I recommend going for foods that are generally low in fat and high in vegetables
such as; doner kebabs (avoid creamy dressings), salad (again watch out for the
creamy dressings), Subway, a stir-fry with lots of vegetables or sushi; when
getting takeaways. I also recommend avoiding
foods that are deep-fried, battered or crumbed, covered in cheese, coated in
cream, or are particularly salty.
How can I incorporate exercise
into my daily routine so it's not such a chore?
Just
do anything that you find fun. I recommend indulging in (safe) sexual activity;
dancing at home in your pjs; window-shopping; doing star jumps during add
breaks; and walking your dog/cat/bunny.
This may be silly but I was told
that eating a meat pie would mean you would have to exercise for an hour to
burn it off. Is this true?
That
depends on your body weight, your gender and the type of exercise you do.

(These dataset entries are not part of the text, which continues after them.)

use crate::card::{write_card_list, Card, Deck, InvalidValueError, Rank};
use std::collections::HashMap;
use std::fmt;
use std::str::FromStr;

pub const HAND_SIZE: usize = 5;

/// 一手 5 张牌
#[derive(Debug, Clone, PartialEq, Eq)]
pub struct Hand {
    cards: [Card; HAND_SIZE],
}

impl Hand {
    /// 取牌组当前顺序的前 5 张。
    ///
    /// 调用方负责事先洗牌。牌组本身不会被修改，
    /// 所以对同一副牌重复调用会得到同样的 5 张；模拟中每次试验都新建牌组。
    pub fn new(deck: &Deck) -> Hand {
        let cards = std::array::from_fn(|i| deck.cards()[i]);
        Hand { cards }
    }

    pub fn from_cards(cards: [Card; HAND_SIZE]) -> Hand {
        Hand { cards }
    }

    pub fn cards(&self) -> &[Card; HAND_SIZE] {
        &self.cards
    }

    /// 按点数从小到大排序后的视图（稳定排序，同点数保持原有顺序）
    pub fn sorted(&self) -> [Card; HAND_SIZE] {
        let mut cards = self.cards;
        cards.sort_by_key(|c| c.rank());
        cards
    }

    /// 同花：5 张牌花色相同
    pub fn is_flush(&self) -> bool {
        self.cards.windows(2).all(|w| w[0].suit() == w[1].suit())
    }

    /// 某个点数正好出现 2 次
    pub fn is_pair(&self) -> bool {
        self.has_rank_count(2)
    }

    /// 某个点数正好出现 3 次
    pub fn is_3_kind(&self) -> bool {
        self.has_rank_count(3)
    }

    /// 某个点数正好出现 4 次
    pub fn is_4_kind(&self) -> bool {
        self.has_rank_count(4)
    }

    /// 葫芦：三条加一对。5 张牌里两者同时成立只可能是 3+2
    pub fn is_full_house(&self) -> bool {
        self.is_3_kind() && self.is_pair()
    }

    /// 两对：只剩 3 种点数，且不是三条带两张散牌
    pub fn is_2_pair(&self) -> bool {
        self.rank_counts().len() == 3 && !self.is_3_kind()
    }

    fn has_rank_count(&self, n: u8) -> bool {
        self.rank_counts().values().any(|&count| count == n)
    }

    fn rank_counts(&self) -> HashMap<Rank, u8> {
        let mut counts: HashMap<Rank, u8> = HashMap::new();
        for card in &self.cards {
            *counts.entry(card.rank()).or_insert(0) += 1;
        }
        counts
    }
}

impl fmt::Display for Hand {
    fn fmt(&self, f: &mut fmt::Formatter) -> fmt::Result {
        write_card_list(f, &self.cards)
    }
}

impl FromStr for Hand {
    type Err = InvalidValueError;

    /// 以空白分隔的 5 张牌，例如 `"2♣ 2♦ 5♥ 5♠ 9♣"`
    fn from_str(s: &str) -> Result<Self, Self::Err> {
        let cards = s
            .split_whitespace()
            .map(|card| card.parse::<Card>())
            .collect::<Result<Vec<_>, _>>()?;
        let len = cards.len();
        let cards: [Card; HAND_SIZE] = cards
            .try_into()
            .map_err(|_| InvalidValueError::HandSize(len))?;
        Ok(Hand { cards })
    }
}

Generally, males, heavier people, and intense exercise burn off more energy
than females, light people and mild exercise. However, yes it can take an hour
to burn off a pie’s worth of energy. A 165-gram
meat pie has about 470 calories or 1900 kilojoules in it. Thus, if you weighed
70 Kg and you jogged (which uses 420 calories/hour) for just over an hour, you
would burn the amount of energy found in a meat pie.
Can you tell me about BMI and other similar measurements?
Skinfold thickness
measurements is measurement related to BMI, they are both indirect ways of
estimating body fat. This method of estimating body fat is based on the
assumption that total body fat and subcutaneous (just under the skin) fat are
relatively constant, thus total body fat can be estimated by measuring the
amount of subcutaneous fat. Subcutaneous fat can be estimated by measuring
skinfolds using a skinfold caliper. This form of body fat estimate becomes less
accurate when used on older and obese people.
Waist-to-hip ratio
(WHR) is a measurement, which is used to identify those at risk of obesity
related disease. WHR is calculated by dividing your waist measurement by your
hip measurement. A WHR 1.0 or higher in men and 0.85 or higher in women
indicates an increased risk of disease.